L‑PG : Cette notion de partage est capi­tale car pendant la compé­ti­tion c’est impos­sible à mettre en place. Donc cette semaine est impor­tante (NDLR : L’entretien a été réalisé le 31 octobre). Elle a vécu des choses. Elle peut en parler. Aller dans son club, voir des enfants, cela permet de cris­tal­liser pour passer à autre chose.

Pensez‐vous que les médias en font trop ?

CG : Ce n’est pas à moi de le dire. En fait, j’ai remarqué que l’on t’en­terre très vite, comme on te monte très haut. Après c’est à l’ath­lète de faire la part des choses et de connaître sa vérité. Il faut juste savoir pondérer les choses.

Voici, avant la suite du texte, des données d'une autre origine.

use tokio::sync::broadcast::Receiver;

use crate::{CommitEdge, QueryFailure, RepositoryDetailData, RepositorySummary};

/// A trait for fetching GitHub data and publishing it to subscribers.
///
/// Fetch operations return immediately, results are published later.
pub trait GitHubDataSource: Sync + Send {
    /// Fetches the repositories of the authenticated user.
    fn fetch_repositories(&self);

    /// Fetches the detail of a repository.
    fn fetch_repository_detail(&self, repository_name: &str);

    /// Fetches the commits of the default branch of a repository.
    fn fetch_commits(&self, repository_name: &str);

    /// Stops every fetch started by this data source.
    fn cancel_fetching(&self);

    /// Subscribes to the repositories.
    fn subscribe_repositories(&self) -> Receiver<Vec<RepositorySummary>>;

    /// Subscribes to the repository details.
    fn subscribe_repository_detail(&self) -> Receiver<RepositoryDetailData>;

    /// Subscribes to the commits.
    fn subscribe_commits(&self) -> Receiver<Vec<CommitEdge>>;

    /// Subscribes to the query failures.
    fn subscribe_errors(&self) -> Receiver<QueryFailure>;
}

Y‑a‐t‐il eu des messages qui t’ont fait parti­cu­liè­re­ment plaisir ?

CG : Tous bien sûr, après c’est vrai que ceux d’Alain Reynaud mon profes­seur à la ligue et ceux de Muriel de mon club de l’ASUL à Villeurbanne raisonnent diffé­rem­ment. C’est toujours un peu spécial, c’est émou­vant, car ils sont là depuis longtemps.

Coaching on court

Chez les filles, le coach a le droit de venir conseiller sur le court son athlète, une possi­bi­lité qu’u­ti­lise volon­tiers Caroline Garcia : « Je fais appel à mon père quand j’en éprouve le besoin. Après, c’est vrai que c’est très rapide mais cela peut m’aider, me reca­drer sur le plan de jeu que l’on a défini avant. » Une analyse que partage Louis‐Paul : « C’est drôle mais quand je regarde un match et que je vois les échanges entre une cham­pionne et son entraî­neur j’ai l’im­pres­sion que c’est long. Alors que quand j’y suis, cela passe à une vitesse incroyable. De ce fait, j’es­saye vrai­ment d’être précis, d’évo­quer les points essen­tiels. C’est souvent d’ailleurs plus de l’ordre mental que technique. »

Les rondelles et l’inné

Caroline se souvient forcé­ment de certaines défaites lors­qu’elle n’était pas encore l’ath­lète d’au­jourd’hui : « Quand j’étais jeune, et que j’étais une atta­quante, il y avait toujours des filles qui faisaient des « rondelles », je perdais tout le temps face à elle. C’était vrai­ment frus­trant. Puis, je me suis aguerrie et la tendance s’est inversée. L’erreur aurait été de me dire qu’il fallait changer mon jeu pour les battre et que je n’ar­ri­ve­rais pas à passer ce cap » explique la Lyonnaise. « C’est un bon exemple que présente Caroline, l’inné au tennis, j’y crois peu. D’ailleurs on a revu une vidéo quand elle avait 12 ans, et bien celui qui y voit de l’inné est fort. Je pense sincè­re­ment que le tennis est un sport très compliqué, qu’il demande des qualités excep­tion­nelles, de l’ab­né­ga­tion et aussi un peu d’obs­ti­na­tion. Le tennis est un appren­tis­sage continu, cela ne s’ar­rête jamais, il ne faut jamais cesser de se remettre en cause. »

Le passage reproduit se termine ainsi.